(Stored data)
# # # # #
//! Skeletons and the per-tick bone matrices that skin a mesh.

use cgmath::{Matrix4, Quaternion, SquareMatrix, Vector3};

use crate::error::Error;
use crate::render::constants::MAX_BONES;

pub mod keyframe;

pub use keyframe::{AnimationClip, KeyframeAnimation};

/// Model-space transform of one bone in an animated pose.
#[derive(Clone, Copy, Debug, PartialEq)]
pub struct SkeletonBone {
    pub position: Vector3<f32>,
    pub orientation: Quaternion<f32>,
}

impl SkeletonBone {
    pub fn matrix(&self) -> Matrix4<f32> {
        Matrix4::from_translation(self.position) * Matrix4::from(self.orientation)
    }
}

/// A source of poses, advanced once per tick.
pub trait Animation {
    fn bone_count(&self) -> usize;
    fn update(&mut self, elapsed_millis: u32);
    /// One entry per bone, in the same order as the mesh skeleton.
    fn skeleton(&self) -> &[SkeletonBone];
}

#[derive(Clone, Debug)]
pub struct Bone {
    pub name: String,
    pub parent: Option<usize>,
    pub position: Vector3<f32>,
    pub orientation: Quaternion<f32>,
    pub inverse_bind_matrix: Matrix4<f32>,
}

impl Bone {
    pub fn new(
        name: String,
        parent: Option<usize>,
        position: Vector3<f32>,
        orientation: Quaternion<f32>,
    ) -> Self {
        let bind_matrix = SkeletonBone {
            position,
            orientation,
        }
        .matrix();

        let inverse_bind_matrix = match bind_matrix.invert() {
            Some(inverse) => inverse,
            None => {
                log::warn!("Bone {name} has a singular bind matrix, using identity");
                Matrix4::identity()
            }
        };

        Self {
            name,
            parent,
            position,
            orientation,
            inverse_bind_matrix,
        }
    }
}

/// Bind-pose hierarchy of a skinned mesh.
#[derive(Clone, Debug)]
pub struct Skeleton {
    bones: Vec<Bone>,
}

impl Skeleton {
    pub fn new(bones: Vec<Bone>) -> Result<Self, Error> {
        if bones.len() > MAX_BONES {
            return Err(Error::ContractViolation(format!(
                "{} bones exceed the capacity of {MAX_BONES}",
                bones.len()
            )));
        }

        for (index, bone) in bones.iter().enumerate() {
            if let Some(parent) = bone.parent {
                if parent >= index {
                    return Err(Error::ContractViolation(format!(
                        "Bone {} ({index}) names parent {parent}, which does not precede it",
                        bone.name
                    )));
                }
            }
        }

        Ok(Self { bones })
    }

    pub fn bone_count(&self) -> usize {
        self.bones.len()
    }

    pub fn bones(&self) -> &[Bone] {
        &self.bones
    }

    pub fn bind_pose(&self) -> Vec<SkeletonBone> {
        self.bones
            .iter()
            .map(|bone| SkeletonBone {
                position: bone.position,
                orientation: bone.orientation,
            })
            .collect()
    }

    /// One matrix per bone taking bind-pose vertices into the given pose.
    pub fn bone_matrices(&self, pose: &[SkeletonBone]) -> Result<Vec<Matrix4<f32>>, Error> {
        if pose.len() != self.bones.len() {
            return Err(Error::ContractViolation(format!(
                "The pose has {} bones, the skeleton {}",
                pose.len(),
                self.bones.len()
            )));
        }

        Ok(pose
            .iter()
            .zip(self.bones.iter())
            .map(|(pose_bone, bone)| pose_bone.matrix() * bone.inverse_bind_matrix)
            .collect())
    }
}

/// Rebuilds a unit quaternion from its vector part, keeping the negative real root.
pub fn quaternion_from_xyz(x: f32, y: f32, z: f32) -> Quaternion<f32> {
    Quaternion::new(compute_w(x, y, z), x, y, z)
}

pub fn compute_w(x: f32, y: f32, z: f32) -> f32 {
    let t = 1.0 - x * x - y * y - z * z;
    if t < 0.0 {
        0.0
    } else {
        -t.sqrt()
    }
}

#[cfg(test)]
mod tests {
    use cgmath::{InnerSpace, Rotation3};

    use super::*;

    fn assert_matrix_near(actual: Matrix4<f32>, expected: Matrix4<f32>) {
        let actual: [[f32; 4]; 4] = actual.into();
        let expected: [[f32; 4]; 4] = expected.into();
        for column in 0..4 {
            for row in 0..4 {
                assert!(
                    (actual[column][row] - expected[column][row]).abs() < 1e-5,
                    "{actual:?} != {expected:?}"
                );
            }
        }
    }

    fn two_bone_skeleton() -> Skeleton {
        Skeleton::new(vec![
            Bone::new(
                String::from("root"),
                None,
                Vector3::new(0.0, 1.0, 0.0),
                quaternion_from_xyz(0.0, 0.0, 0.0),
            ),
            Bone::new(
                String::from("arm"),
                Some(0),
                Vector3::new(1.0, 1.0, 0.0),
                Quaternion::from_angle_z(cgmath::Deg(90.0)),
            ),
        ])
        .unwrap()
    }

    #[test]
    fn w_takes_the_negative_root() {
        assert_eq!(compute_w(0.0, 0.0, 0.0), -1.0);
        assert!((compute_w(0.6, 0.0, 0.0) + 0.8).abs() < 1e-6);
    }

    #[test]
    fn w_clamps_to_zero_outside_the_unit_ball() {
        assert_eq!(compute_w(0.8, 0.8, 0.0), 0.0);
        assert_eq!(compute_w(1.0, 0.0, 0.0), 0.0);
    }

    #[test]
    fn reconstructed_quaternions_are_unit_length() {
        let quaternion = quaternion_from_xyz(0.2, -0.4, 0.1);
        assert!((quaternion.magnitude() - 1.0).abs() < 1e-6);
        assert!(quaternion.s < 0.0);
    }

    #[test]
    fn bind_pose_yields_identity_matrices() {
        let skeleton = two_bone_skeleton();
        let matrices = skeleton.bone_matrices(&skeleton.bind_pose()).unwrap();

        assert_eq!(matrices.len(), skeleton.bone_count());
        for matrix in matrices {
            assert_matrix_near(matrix, Matrix4::identity());
        }
    }

    #[test]
    fn moved_bone_carries_its_vertices() {
        let skeleton = two_bone_skeleton();
        let mut pose = skeleton.bind_pose();
        pose[0].position += Vector3::new(0.0, 0.0, 5.0);

        let matrices = skeleton.bone_matrices(&pose).unwrap();
        assert_matrix_near(
            matrices[0],
            Matrix4::from_translation(Vector3::new(0.0, 0.0, 5.0)),
        );
        assert_matrix_near(matrices[1], Matrix4::identity());
    }

    #[test]
    fn pose_with_wrong_bone_count_is_rejected() {
        let skeleton = two_bone_skeleton();
        let pose = vec![skeleton.bind_pose()[0]];

        assert!(matches!(
            skeleton.bone_matrices(&pose),
            Err(Error::ContractViolation(_))
        ));
    }

    #[test]
    fn forward_parent_references_are_rejected() {
        let bones = vec![Bone::new(
            String::from("orphan"),
            Some(3),
            Vector3::new(0.0, 0.0, 0.0),
            quaternion_from_xyz(0.0, 0.0, 0.0),
        )];
        assert!(Skeleton::new(bones).is_err());
    }

    #[test]
    fn oversized_skeletons_are_rejected() {
        let bones = (0..=MAX_BONES)
            .map(|index| {
                Bone::new(
                    format!("bone{index}"),
                    None,
                    Vector3::new(0.0, 0.0, 0.0),
                    quaternion_from_xyz(0.0, 0.0, 0.0),
                )
            })
            .collect();
        assert!(matches!(
            Skeleton::new(bones),
            Err(Error::ContractViolation(_))
        ));
    }
}
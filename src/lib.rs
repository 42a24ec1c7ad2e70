use anyhow::Result;

use crate::app::App;
use crate::args::Args;

mod animation;
mod app;
pub mod args;
mod camera;
mod data;
mod error;
mod memory;
mod render;
mod resource;
mod view;

pub fn run(args: Args) -> Result<()> {
    env_logger::init();

    let event_loop = App::create_event_loop()?;
    event_loop.set_control_flow(winit::event_loop::ControlFlow::Poll);

    let mut app = App::new(&event_loop, args);
    event_loop.run_app(&mut app)?;

    app.finish()
}
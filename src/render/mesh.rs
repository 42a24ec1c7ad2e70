use std::rc::Rc;

use crate::render::buffer::GpuBuffer;
use crate::render::texture::Texture2DPackage;

#[repr(C)]
#[derive(Clone, Copy, Debug, Default, PartialEq, bytemuck::Pod, bytemuck::Zeroable)]
pub struct StaticVertex {
    pub position: [f32; 3],
    pub normal: [f32; 3],
    pub tex_coord: [f32; 2],
}

impl StaticVertex {
    const ATTRIBUTES: [wgpu::VertexAttribute; 3] =
        wgpu::vertex_attr_array![0 => Float32x3, 1 => Float32x3, 2 => Float32x2];

    pub fn buffer_layout() -> wgpu::VertexBufferLayout<'static> {
        wgpu::VertexBufferLayout {
            array_stride: std::mem::size_of::<Self>() as wgpu::BufferAddress,
            step_mode: wgpu::VertexStepMode::Vertex,
            attributes: &Self::ATTRIBUTES,
        }
    }
}

/// Bind-pose vertex with up to four bone influences.
#[repr(C)]
#[derive(Clone, Copy, Debug, Default, PartialEq, bytemuck::Pod, bytemuck::Zeroable)]
pub struct SkinnedVertex {
    pub position: [f32; 3],
    pub normal: [f32; 3],
    pub tex_coord: [f32; 2],
    pub bone_weights: [f32; 4],
    pub bone_indices: [u32; 4],
}

impl SkinnedVertex {
    const ATTRIBUTES: [wgpu::VertexAttribute; 5] = wgpu::vertex_attr_array![
        0 => Float32x3,
        1 => Float32x3,
        2 => Float32x2,
        3 => Float32x4,
        4 => Uint32x4
    ];

    pub fn buffer_layout() -> wgpu::VertexBufferLayout<'static> {
        wgpu::VertexBufferLayout {
            array_stride: std::mem::size_of::<Self>() as wgpu::BufferAddress,
            step_mode: wgpu::VertexStepMode::Vertex,
            attributes: &Self::ATTRIBUTES,
        }
    }
}

/// Uploaded geometry of one sub-mesh, shared by every drawable instancing the same model.
pub struct MeshGeometry {
    pub vertex_buffer: GpuBuffer,
    pub index_buffer: GpuBuffer,
    pub index_count: u32,
    pub texture: Rc<Texture2DPackage>,
}

impl MeshGeometry {
    pub fn index_format(&self) -> wgpu::IndexFormat {
        wgpu::IndexFormat::Uint32
    }
}
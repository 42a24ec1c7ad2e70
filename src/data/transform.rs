use cgmath::{One, Rotation3, Zero};

#[derive(Copy, Clone, Debug, PartialEq)]
pub struct Transform {
    pub translation: cgmath::Vector3<f32>,
    pub rotation: cgmath::Quaternion<f32>,
    pub scale: cgmath::Vector3<f32>,
}

impl Transform {
    pub fn from_translation(translation: cgmath::Vector3<f32>) -> Self {
        Self {
            translation,
            ..Default::default()
        }
    }

    /// Applies `angle` about `axis` on top of the current rotation.
    pub fn rotate_by(&mut self, angle: cgmath::Rad<f32>, axis: cgmath::Vector3<f32>) {
        self.rotation = self.rotation * cgmath::Quaternion::from_axis_angle(axis, angle);
    }

    pub fn set_uniform_scale(&mut self, scale: f32) {
        self.scale = cgmath::Vector3::new(scale, scale, scale);
    }
}

impl Default for Transform {
    fn default() -> Self {
        Self {
            translation: cgmath::Vector3::zero(),
            rotation: cgmath::Quaternion::one(),
            scale: cgmath::Vector3 {
                x: 1.0,
                y: 1.0,
                z: 1.0,
            },
        }
    }
}

impl From<Transform> for cgmath::Matrix4<f32> {
    fn from(value: Transform) -> Self {
        cgmath::Matrix4::from_translation(value.translation)
            * cgmath::Matrix4::from(value.rotation)
            * cgmath::Matrix4::from_nonuniform_scale(value.scale.x, value.scale.y, value.scale.z)
    }
}
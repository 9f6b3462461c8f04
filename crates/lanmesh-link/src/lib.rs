//! # lanmesh-link
//!
//! The connection layer of the lanmesh overlay: one reliable, in-order
//! stream of application messages per remote peer, running over either a
//! direct peer TCP session or a pooled relay session.
//!
//! ## Key Types
//!
//! - [`Connection`]: the reliable SYN/ACK sliding-window stream; used
//!   directly over a direct peer session
//! - [`RelayConnection`]: the same stream over a shared, reference-counted
//!   relay session drawn from the [`RelayPool`]
//! - [`Partner`]: per-peer supervisor that keeps a link alive and
//!   measures its latency
//! - [`TcpSession`]: length-prefixed frame transport over a TCP stream

pub mod connection;
pub mod partner;
pub mod ping;
pub mod relay;
pub mod tcp;
pub mod window;

pub use connection::*;
pub use partner::*;
pub use ping::*;
pub use relay::*;
pub use tcp::*;
pub use window::*;
//! Local listener of one port mapping

use std::net::SocketAddr;

use tokio::net::{TcpListener, TcpStream};
use tokio::sync::mpsc;
use tokio_util::sync::CancellationToken;
use tracing::{debug, warn};

use lanmesh_core::{PeerId, ProxyError};

/// A socket accepted on a mapped port, tagged with its mapping
#[derive(Debug)]
pub struct Accepted {
    /// The peer hosting the mapped service
    pub partner: PeerId,
    /// Real service port on the partner host
    pub remote_port: u16,
    /// The accepted client socket
    pub socket: TcpStream,
}

/// Listener on one mapped local port
///
/// Every accepted socket is handed upward through the sink channel; the
/// accept loop stops when the acceptor is cancelled.
pub struct Acceptor {
    partner: PeerId,
    remote_port: u16,
    local_addr: SocketAddr,
    cancel: CancellationToken,
}

impl Acceptor {
    /// Bind the mapped port and start accepting
    ///
    /// Fails when the port is already in use.
    pub async fn bind(
        local_port: u16,
        partner: PeerId,
        remote_port: u16,
        sink: mpsc::Sender<Accepted>,
        cancel: CancellationToken,
    ) -> Result<Self, ProxyError> {
        let listener = TcpListener::bind(("127.0.0.1", local_port))
            .await
            .map_err(|e| ProxyError::PortInUse {
                port: local_port,
                reason: e.to_string(),
            })?;
        let local_addr = listener
            .local_addr()
            .map_err(|e| ProxyError::Socket(e.to_string()))?;

        tokio::spawn(accept_loop(listener, partner, remote_port, sink, cancel.clone()));

        debug!(addr = %local_addr, partner = %partner.short_id(), "Port mapping listening");
        Ok(Self {
            partner,
            remote_port,
            local_addr,
            cancel,
        })
    }

    /// The peer this mapping targets
    pub fn partner(&self) -> PeerId {
        self.partner
    }

    /// Real service port on the partner host
    pub fn remote_port(&self) -> u16 {
        self.remote_port
    }

    /// Address the listener actually bound
    pub fn local_addr(&self) -> SocketAddr {
        self.local_addr
    }

    /// Stop accepting
    pub fn stop(&self) {
        self.cancel.cancel();
    }
}

async fn accept_loop(
    listener: TcpListener,
    partner: PeerId,
    remote_port: u16,
    sink: mpsc::Sender<Accepted>,
    cancel: CancellationToken,
) {
    loop {
        tokio::select! {
            _ = cancel.cancelled() => break,
            accepted = listener.accept() => match accepted {
                Ok((socket, client)) => {
                    debug!(client = %client, partner = %partner.short_id(), "Accepted proxy client");
                    let handoff = Accepted {
                        partner,
                        remote_port,
                        socket,
                    };
                    if sink.send(handoff).await.is_err() {
                        break;
                    }
                }
                Err(e) => {
                    warn!(error = %e, "Accept failed");
                }
            }
        }
    }
    debug!(partner = %partner.short_id(), "Accept loop ended");
}

#[cfg(test)]
mod tests {
    use super::*;
    use tokio::io::AsyncWriteExt;

    fn peer(b: u8) -> PeerId {
        PeerId::from_bytes([b; 16])
    }

    #[tokio::test]
    async fn test_accepted_sockets_are_emitted() {
        let (sink, mut accepted) = mpsc::channel(8);
        let acceptor = Acceptor::bind(0, peer(2), 4000, sink, CancellationToken::new())
            .await
            .unwrap();

        let mut client = TcpStream::connect(acceptor.local_addr()).await.unwrap();
        client.write_all(b"knock").await.unwrap();

        let handoff = accepted.recv().await.unwrap();
        assert_eq!(handoff.partner, peer(2));
        assert_eq!(handoff.remote_port, 4000);
    }

    #[tokio::test]
    async fn test_bound_port_fails_creation() {
        let (sink, _accepted) = mpsc::channel(8);
        let first = Acceptor::bind(0, peer(2), 4000, sink.clone(), CancellationToken::new())
            .await
            .unwrap();

        let taken = first.local_addr().port();
        let second = Acceptor::bind(taken, peer(2), 4000, sink, CancellationToken::new()).await;
        assert!(matches!(second, Err(ProxyError::PortInUse { port, .. }) if port == taken));
    }

    #[tokio::test]
    async fn test_cancelled_acceptor_stops() {
        let (sink, mut accepted) = mpsc::channel(8);
        let acceptor = Acceptor::bind(0, peer(2), 4000, sink, CancellationToken::new())
            .await
            .unwrap();
        let addr = acceptor.local_addr();

        acceptor.stop();
        tokio::time::sleep(std::time::Duration::from_millis(20)).await;

        // Connections after the stop are never handed upward
        let _client = TcpStream::connect(addr).await;
        let nothing =
            tokio::time::timeout(std::time::Duration::from_millis(200), accepted.recv()).await;
        assert!(matches!(nothing, Ok(None) | Err(_)));
    }
}
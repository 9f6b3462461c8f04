//! Protocol constants and subsystem configuration
//!
//! Every timeout and interval the overlay uses has its default here, in
//! one place. Tests shorten the intervals through the config structs.

use std::time::Duration;

/// Initial TTL of routed packets and link-state floods
pub const DEFAULT_TTL: u8 = 32;

/// Slots in a connection's send ring
///
/// Must be a power of two so sequence masking is a bitwise and.
pub const BUFFER_LENGTH: usize = 1024;

/// Mask that maps a sequence counter onto a ring slot
pub const SEQ_MASK: u16 = (BUFFER_LENGTH - 1) as u16;

/// Configuration of one reliable connection
#[derive(Debug, Clone)]
pub struct LinkConfig {
    /// How long to wait for the handshake reply
    pub handshake_timeout: Duration,
    /// How long a ping probe waits for its response
    pub ping_timeout: Duration,
    /// Cadence of the retransmit sweep
    pub retransmit_interval: Duration,
    /// Age before an unacked datagram is retransmitted, until an RTT
    /// sample is available
    pub initial_retransmit_age: Duration,
    /// Lower bound of the RTT-derived retransmit age
    pub retransmit_age_floor: Duration,
    /// Upper bound of the RTT-derived retransmit age
    pub retransmit_age_ceiling: Duration,
    /// Capacity of the inbound datagram channel
    pub inbox_capacity: usize,
}

impl Default for LinkConfig {
    fn default() -> Self {
        Self {
            handshake_timeout: Duration::from_secs(5),
            ping_timeout: Duration::from_secs(5),
            retransmit_interval: Duration::from_millis(500),
            initial_retransmit_age: Duration::from_secs(1),
            retransmit_age_floor: Duration::from_millis(250),
            retransmit_age_ceiling: Duration::from_secs(5),
            inbox_capacity: 256,
        }
    }
}

/// Configuration of the shared relay pool
#[derive(Debug, Clone)]
pub struct RelayConfig {
    /// How often a heartbeat is written to a relay session
    pub heartbeat_interval: Duration,
    /// Silence threshold after which a relay session is torn down
    pub liveness_timeout: Duration,
    /// Lower bound of the random dial delay, milliseconds
    pub jitter_min_ms: u64,
    /// Upper bound of the random dial delay, milliseconds
    pub jitter_max_ms: u64,
    /// TCP dial timeout
    pub dial_timeout: Duration,
}

impl Default for RelayConfig {
    fn default() -> Self {
        Self {
            heartbeat_interval: Duration::from_secs(10),
            liveness_timeout: Duration::from_secs(15),
            jitter_min_ms: 100,
            jitter_max_ms: 1000,
            dial_timeout: Duration::from_secs(10),
        }
    }
}

/// Configuration of the router task
#[derive(Debug, Clone)]
pub struct RouterConfig {
    /// Interval between link-state sweeps
    pub sweep_interval: Duration,
    /// Capacity of the inbound message channel
    pub inbound_capacity: usize,
    /// Capacity of the delivery event channel
    pub event_capacity: usize,
}

impl Default for RouterConfig {
    fn default() -> Self {
        Self {
            sweep_interval: Duration::from_secs(30),
            inbound_capacity: 1024,
            event_capacity: 256,
        }
    }
}

/// Configuration of a partner supervisor
#[derive(Debug, Clone)]
pub struct PartnerConfig {
    /// Interval of the reconnect-and-probe loop
    pub reconnect_interval: Duration,
}

impl Default for PartnerConfig {
    fn default() -> Self {
        Self {
            reconnect_interval: Duration::from_secs(10),
        }
    }
}

/// Configuration of the proxy subsystem
#[derive(Debug, Clone)]
pub struct ProxyConfig {
    /// Size of the socket read buffer per tunnel
    pub read_buffer: usize,
    /// Capacity of the accepted-socket channel
    pub accept_capacity: usize,
    /// Capacity of a tunnel's outbound write channel
    pub write_capacity: usize,
}

impl Default for ProxyConfig {
    fn default() -> Self {
        Self {
            read_buffer: 8192,
            accept_capacity: 64,
            write_capacity: 64,
        }
    }
}

#[cfg(test)]
mod tests {
    use super::*;

    #[test]
    fn test_buffer_length_is_power_of_two() {
        assert!(BUFFER_LENGTH.is_power_of_two());
        assert_eq!(SEQ_MASK as usize, BUFFER_LENGTH - 1);
    }

    #[test]
    fn test_default_timeouts() {
        let link = LinkConfig::default();
        assert_eq!(link.ping_timeout, Duration::from_secs(5));

        let relay = RelayConfig::default();
        assert_eq!(relay.heartbeat_interval, Duration::from_secs(10));
        assert_eq!(relay.liveness_timeout, Duration::from_secs(15));
        assert_eq!(relay.jitter_min_ms, 100);
        assert_eq!(relay.jitter_max_ms, 1000);

        let router = RouterConfig::default();
        assert_eq!(router.sweep_interval, Duration::from_secs(30));

        let partner = PartnerConfig::default();
        assert_eq!(partner.reconnect_interval, Duration::from_secs(10));

        assert_eq!(DEFAULT_TTL, 32);
        assert_eq!(BUFFER_LENGTH, 1024);
    }
}
//! # lanmesh-core
//!
//! Core types, wire protocol, and traits for the lanmesh overlay stack.
//!
//! lanmesh is the client-side core of a peer-to-peer overlay that lets
//! hosts behind NATs exchange application traffic as if they shared a
//! LAN. This crate provides the foundations the other crates build on:
//!
//! ## Key Types
//!
//! - [`PeerId`]: opaque 128-bit peer identifier assigned at sign-in
//! - [`TransDatagram`]: the SYN/ACK sliding-window datagram
//! - [`OverlayPacket`] / [`LinkStatePacket`]: hop-by-hop routed envelopes
//! - [`TunnelId`]: name of one proxied byte stream
//!
//! ## Key Traits
//!
//! - [`SessionLink`]: a raw framed stream a connection runs over
//! - [`PeerLink`]: one reliable message link to a remote peer
//! - [`ServerLink`] / [`RoomInfo`]: the rendezvous-side collaborators
//! - [`OverlaySender`]: the routed send surface upper layers consume

pub mod config;
pub mod error;
pub mod peer;
pub mod peer_id;
pub mod protocol;
pub mod rendezvous;
pub mod session;
pub mod traits;

// Re-export main types
pub use config::*;
pub use error::*;
pub use peer::*;
pub use peer_id::*;
pub use protocol::*;
pub use rendezvous::*;
pub use session::*;
pub use traits::*;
# # # # #
WHAT YOU HAVE TO DO
From the line holding "assert_eq!(BUFFER_LENGTH, 1024);" to the line holding "they shared a", inclusive, restate each line above exactly as written.

ANSWER BELOW
        assert_eq!(BUFFER_LENGTH, 1024);
    }
}
//! # lanmesh-core
//!
//! Core types, wire protocol, and traits for the lanmesh overlay stack.
//!
//! lanmesh is the client-side core of a peer-to-peer overlay that lets
//! hosts behind NATs exchange application traffic as if they shared a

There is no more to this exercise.